Scientific classification
- Kingdom: Plantae
- Clade: Tracheophytes
- Clade: Angiosperms
- Clade: Eudicots
- Clade: Rosids
- Order: Fabales
- Family: Fabaceae
- Subfamily: Caesalpinioideae
- Clade: Mimosoid clade
- Genus: Acacia
- Species: A. depressa
- Binomial name: Acacia depressa Maslin
- Synonyms: Acacia echinata Maslin nom. illeg.; Racosperma depressum (Maslin) Pedley;

= Acacia depressa =

- Genus: Acacia
- Species: depressa
- Authority: Maslin
- Conservation status: VU
- Synonyms: Acacia echinata Maslin nom. illeg., Racosperma depressum (Maslin) Pedley

Species of plant

Acacia depressa, commonly known as echidna wattle, is a species of flowering plant in the family Fabaceae and is endemic to a small area in the south-west of Western Australia. It is a dense, prostrate, prickly shrub with more or less glabrous, bipinnate leaves, spherical heads of light golden yellow flowers and narrowly oblong, firmly papery pods.

==Description==
Acacia depressa is a dense, prostrate, prickly, mat-forming shrub that typically grows to 5 cm high and 50 cm wide and has spiny branchlets with soft hairs pressed against the surface. The leaves are bipinnate and more or less glabrous with one pair of pinnae 2–4 mm long, each pinna with 3 to 4 pairs of narrowly oblong to oblong pinnules 2–3 mm long and about 1 mm wide. The flowers are borne in a spherical head in axils on a peduncle 10–20 mm long, each head 3–4 mm in diameter with 12 to 15 light golden yellow flowers. Flowering occurs in December and January, and the pods are narrowly oblong, 10–20 mm long, about 3 mm wide and more or less firmly papery.

==Taxonomy==
This species was first formally described in 1972 by Bruce Maslin, who gave it the name Acacia echinata in the journal Nuytsia from specimens collected "6 mi east of Kukerin" by Kenneth Newbey in 1964, but that name was illegitimate because it was used for a separate taxon named by George Don. In 1975, Maslin changed the name to Acacia depressa in a later edition of the same journal. The specific epithet (depressa) means 'pressed down', referring to the low habit of this species.

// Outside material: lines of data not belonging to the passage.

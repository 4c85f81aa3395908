// Dashboard API HTTP client
//
// Wraps `reqwest::Client` with base-URL joining and uniform response
// handling. Endpoint methods live in `nodes.rs` as inherent methods so
// this module stays focused on transport mechanics.

use serde::Serialize;
use serde::de::DeserializeOwned;
use tracing::debug;
use url::Url;

use crate::error::Error;
use crate::transport::TransportConfig;

/// How much of an unexpected body to keep in error messages.
const BODY_PREVIEW_LEN: usize = 200;

/// Raw HTTP client for the node dashboard backend.
///
/// Cheap to clone: the underlying `reqwest::Client` is reference counted.
#[derive(Debug, Clone)]
pub struct NodesClient {
    http: reqwest::Client,
    base_url: Url,
}

impl NodesClient {
    /// Create a new client from a `TransportConfig`.
    ///
    /// `base_url` is the backend root, e.g. `http://127.0.0.1:8000`.
    pub fn new(base_url: Url, transport: &TransportConfig) -> Result<Self, Error> {
        let http = transport.build_client()?;
        Ok(Self { http, base_url })
    }

    /// Create a client with a pre-built `reqwest::Client`.
    pub fn with_client(http: reqwest::Client, base_url: Url) -> Self {
        Self { http, base_url }
    }

    /// The backend base URL.
    pub fn base_url(&self) -> &Url {
        &self.base_url
    }

    // ── URL builders ─────────────────────────────────────────────────

    /// Build a URL relative to the base root: `{base}/{path}`.
    pub(crate) fn root_url(&self, path: &str) -> Result<Url, Error> {
        let base = self.base_url.as_str().trim_end_matches('/');
        let path = path.trim_start_matches('/');
        Ok(Url::parse(&format!("{base}/{path}"))?)
    }

    /// Build a full URL for an API path: `{base}/api/{path}`.
    pub(crate) fn api_url(&self, path: &str) -> Result<Url, Error> {
        self.root_url(&format!("api/{}", path.trim_start_matches('/')))
    }

    // ── Request helpers ──────────────────────────────────────────────

    /// Send a GET request and decode the JSON body.
    pub(crate) async fn get<T: DeserializeOwned>(&self, url: Url) -> Result<T, Error> {
        debug!("GET {}", url);
        let endpoint = url.path().to_owned();
        self.execute(self.http.get(url), endpoint).await
    }

    /// Send a GET request with serialized query parameters.
    pub(crate) async fn get_with_query<T, Q>(&self, url: Url, query: &Q) -> Result<T, Error>
    where
        T: DeserializeOwned,
        Q: Serialize + ?Sized,
    {
        debug!("GET {}", url);
        let endpoint = url.path().to_owned();
        self.execute(self.http.get(url).query(query), endpoint).await
    }

    async fn execute<T: DeserializeOwned>(
        &self,
        builder: reqwest::RequestBuilder,
        endpoint: String,
    ) -> Result<T, Error> {
        let resp = builder.send().await.map_err(|source| Error::Transport {
            endpoint: endpoint.clone(),
            source,
        })?;

        parse_response(resp, &endpoint).await
    }
}

/// Check the status and decode the body.
///
/// Non-2xx statuses become `Error::Http` with the canonical reason phrase;
/// bodies that do not match `T` become `Error::Deserialization` with a
/// short preview of what came back.
async fn parse_response<T: DeserializeOwned>(
    resp: reqwest::Response,
    endpoint: &str,
) -> Result<T, Error> {
    let status = resp.status();

    if !status.is_success() {
        return Err(Error::Http {
            status: status.as_u16(),
            reason: status.canonical_reason().unwrap_or("Unknown").to_owned(),
            endpoint: endpoint.to_owned(),
        });
    }

    let body = resp.text().await.map_err(|source| Error::Transport {
        endpoint: endpoint.to_owned(),
        source,
    })?;

    serde_json::from_str(&body).map_err(|e| {
        let preview: String = body.chars().take(BODY_PREVIEW_LEN).collect();
        Error::Deserialization {
            message: format!("{e} (body preview: {preview:?})"),
            body,
        }
    })
}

==Distribution and habitat==
Echidna wattle is restricted to an area around Lake Grace in the mallee bioregion of Western Australia, where it usually grows on low rocky hills and rises in gravelly lateritic soils, in low shrubland or open heath.

==Conservation status==
Acacia depressa is listed as "vulnerable" under the Australian Government Environment Protection and Biodiversity Conservation Act 1999, and as "threatened" under the Western Australian Government Biodiversity Conservation Act 2016.